Talking of storage, let’s focus on the part of the storage infrastructure that is mostly “forgotten”, but very critical: the fibre optical network between the server equipment and the actual storage equipment.

With the current trend to reduce carbon footprint and hence save the planet, there is another aspect of virtualisation that is actually more critical to business than the reduction of carbon footprint alone. That aspect is cost savings. Did you know that you can slash your annual IT cost by at least 40 per cent when opting for virtualised server environments alone: You need less hardware, which is the biggest cost, and overall you would spend less on power and cooling.

As these virtualised environments support more and more guest environments, simply because the underlying physical layer gets more powerful, a faster and better access to the back-end storage systems is required.

Speeds of up to 8Gbps are not unheard of in the industry for your storage network. Even storage devices start supporting 8Gbps connection speeds. Do you need it? Not always. If you’re supporting several I/O-intensive guest servers, you might be surprised how much more throughput you can achieve over 8Gbps bandwidth versus over 4Gpbs bandwidth.

Implementing Microsoft Exchange environments on virtualised hardware becomes very possible. Especially if you can achieve end-to-end, virtual server to storage, guaranteed data paths as if your virtual environment were a physical environment.

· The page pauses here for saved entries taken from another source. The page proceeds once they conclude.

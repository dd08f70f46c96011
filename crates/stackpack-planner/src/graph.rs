//! Container dependency graph.

use std::collections::{BTreeMap, BTreeSet};

use serde::Serialize;

use crate::plan::Container;

/// Container name → names it must be deployed after.
#[derive(Debug, Clone, Default, PartialEq, Eq, Serialize)]
#[serde(transparent)]
pub struct DependencyGraph {
    edges: BTreeMap<String, BTreeSet<String>>,
}

impl DependencyGraph {
    pub fn new() -> Self {
        Self::default()
    }

    pub fn add_node(&mut self, name: impl Into<String>) {
        self.edges.entry(name.into()).or_default();
    }

    /// Record that `from` depends on `on`. Both become nodes.
    pub fn add_dependency(&mut self, from: impl Into<String>, on: impl Into<String>) {
        let on = on.into();
        self.add_node(on.clone());
        self.edges.entry(from.into()).or_default().insert(on);
    }

    pub fn dependencies_of(&self, name: &str) -> Option<&BTreeSet<String>> {
        self.edges.get(name)
    }

    pub fn nodes(&self) -> impl Iterator<Item = &str> {
        self.edges.keys().map(String::as_str)
    }

    pub fn len(&self) -> usize {
        self.edges.len()
    }

    pub fn is_empty(&self) -> bool {
        self.edges.is_empty()
    }

    pub fn edge_count(&self) -> usize {
        self.edges.values().map(BTreeSet::len).sum()
    }

    /// Deployment order, dependencies first. Ties break by name.
    /// Returns `None` if the graph has a cycle.
    pub fn topological_order(&self) -> Option<Vec<String>> {
        let mut remaining: BTreeMap<&str, usize> = self
            .edges
            .iter()
            .map(|(name, deps)| (name.as_str(), deps.len()))
            .collect();
        let mut dependents: BTreeMap<&str, Vec<&str>> = BTreeMap::new();
        for (name, deps) in &self.edges {
            for dep in deps {
                dependents.entry(dep.as_str()).or_default().push(name.as_str());
            }
        }

        let mut ready: BTreeSet<&str> = remaining
            .iter()
            .filter(|(_, n)| **n == 0)
            .map(|(name, _)| *name)
            .collect();
        let mut order = Vec::with_capacity(self.edges.len());

        while let Some(next) = ready.pop_first() {
            order.push(next.to_string());
            for dependent in dependents.get(next).into_iter().flatten() {
                if let Some(count) = remaining.get_mut(dependent) {
                    *count -= 1;
                    if *count == 0 {
                        ready.insert(*dependent);
                    }
                }
            }
        }

        (order.len() == self.edges.len()).then_some(order)
    }

    pub fn is_acyclic(&self) -> bool {
        self.topological_order().is_some()
    }
}

/// Make every phase-2 container depend on every phase-1 container and
/// return the resulting graph.
///
/// This is a superset of the true per-edge dependencies: no phase-2
/// container can be deployed before a target it might reference exists.
pub fn wire_phases<A, B>(phase1: &[Container<A>], phase2: &mut [Container<B>]) -> DependencyGraph {
    let mut graph = DependencyGraph::new();
    let phase1_names: BTreeSet<String> = phase1.iter().map(|c| c.name.clone()).collect();

    for name in &phase1_names {
        graph.add_node(name.clone());
    }
    for container in phase2.iter_mut() {
        container.depends_on.extend(phase1_names.iter().cloned());
        graph.add_node(container.name.clone());
        for dep in &container.depends_on {
            graph.add_dependency(container.name.clone(), dep.clone());
        }
    }

    graph
}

Hosting for multiple Government Agencies starts to wander into the realm of the possible as well. If all Agencies in a County were to put their IT together, great things can happen to the overall cost of running IT at the Government.

Sharing knowledge and space wherever possible would seem a good strategy to follow up on, especially now that the public is intense on reducing Government Expenditure, increasing the success of Government IT Projects, and, last but least, enforcing the reduction of carbon footprint, which is also supported by the Government itself.

Overall a good many ways exist to increase the capabilities of storage, backup and restore, and archiving. It is time that the IT industry becomes creative in this area.